Patient presents for coronary angiogram (93510/93543/93545/93555/93556) and decision is made to move to intervention. The MD attempts to wire the lesion so that he can perform a PTCA, but he can never get the wire to cross the lesion. He tries for about a half hour.

I thought for sure there was some rule out there that stated if the wire does not cross the lesion, that the PTCA should not be billed for.
or would it be more appropriate to bill 92982-53 profee / 74 for hospital?


----------



## hannahgasser (Sep 16, 2010)

I have a similar dilemma. Physician attempted a Common Iliac PTA but was unable to cross the lesion. I have not been able to find any guidance in writing about these particular situations are to be coded. I was thinking 35473 with modifier 52 could also be appropriate. 

Per Encoder Pro "Modifier 52 is used for surgical procedures and certain diagnostic procedures for which anesthesia was not planned. Report this modifier when the procedure was discontinued after the patient was prepared and brought to the room where the procedure was to be performed only."

Modifer 53 definition: "Under certain circumstances, the physician may elect to terminate a surgical or diagnostic procedure. Due to extenuating circumstances or those that threaten the well being of the patient, it may be necessary to indicate that a surgical or diagnostic procedure was started but discontinued..." 

My patient isn't critical but would his 100% occlusion be considered an extenuating circumstance?


----------



## theresa.dix@tennova.com (Sep 17, 2010)

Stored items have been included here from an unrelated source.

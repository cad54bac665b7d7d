//! Health monitoring use case.
//!
//! Polls the backend's health endpoint on a fixed interval and publishes the
//! latest result through a `watch` channel. A failed poll is published like
//! any other result and polling carries on.

use crate::ports::health_source::HealthSource;
use ragdash_domain::HealthReport;
use std::sync::Arc;
use std::time::Duration;
use tokio::sync::watch;
use tokio::task::JoinHandle;
use tokio::time::MissedTickBehavior;
use tokio_util::sync::CancellationToken;
use tracing::{debug, warn};

/// Latest known health of the backend.
#[derive(Debug, Clone, PartialEq)]
pub enum HealthView {
    Loading,
    Ready(HealthReport),
    Failed(String),
}

pub struct HealthMonitor {
    source: Arc<dyn HealthSource>,
    interval: Duration,
}

/// A running poll loop.
pub struct HealthWatch {
    pub receiver: watch::Receiver<HealthView>,
    task: JoinHandle<()>,
}

impl HealthWatch {
    /// Wait for the poll loop to stop (after its token is cancelled).
    pub async fn join(self) {
        let _ = self.task.await;
    }
}

impl HealthMonitor {
    /// Poll every five minutes unless configured otherwise.
    pub const DEFAULT_INTERVAL: Duration = Duration::from_secs(300);

    pub fn new(source: Arc<dyn HealthSource>) -> Self {
        Self {
            source,
            interval: Self::DEFAULT_INTERVAL,
        }
    }

    pub fn with_interval(mut self, interval: Duration) -> Self {
        self.interval = interval;
        self
    }

    pub fn interval(&self) -> Duration {
        self.interval
    }

    /// Fetch the health report once.
    pub async fn check_once(&self) -> HealthView {
        fetch(self.source.as_ref()).await
    }

    /// Poll immediately, then every interval, until `cancellation` fires.
    pub fn spawn(&self, cancellation: CancellationToken) -> HealthWatch {
        let (tx, receiver) = watch::channel(HealthView::Loading);
        let source = Arc::clone(&self.source);
        let period = self.interval;

        let task = tokio::spawn(async move {
            let mut ticker = tokio::time::interval(period);
            ticker.set_missed_tick_behavior(MissedTickBehavior::Delay);

            loop {
                tokio::select! {
                    biased;
                    _ = cancellation.cancelled() => {
                        debug!("Health polling stopped");
                        break;
                    }
                    _ = ticker.tick() => {
                        let view = tokio::select! {
                            biased;
                            _ = cancellation.cancelled() => break,
                            view = fetch(source.as_ref()) => view,
                        };
                        tx.send_replace(view);
                    }
                }
            }
        });

        HealthWatch { receiver, task }
    }
}

async fn fetch(source: &dyn HealthSource) -> HealthView {
    match source.status().await {
        Ok(report) => {
            debug!(
                "Health: database={}, elasticsearch={}",
                report.database.status, report.elasticsearch.status
            );
            HealthView::Ready(report)
        }
        Err(e) => {
            warn!("Failed to fetch health status: {}", e);
            HealthView::Failed(e.to_string())
        }
    }
}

*wire crossing the lesion*

HI,
 There is not rule about the wire crossing the lesion. No clear cut guidelines for this. ITs a matter of your own confort zone.A few ways you could do this is

1) bill for the cath only
2) bill for the cath and add 22
3) bill for the ptca and reduce it

THe primary difference between mod 52 and 53 is the stability of the patient at the time the physician decides to stop the procedure. Use 52 if the patient is stable. Use 53 is patients instablity was a part of the decision to stop.

Other than that this is what I know!


----------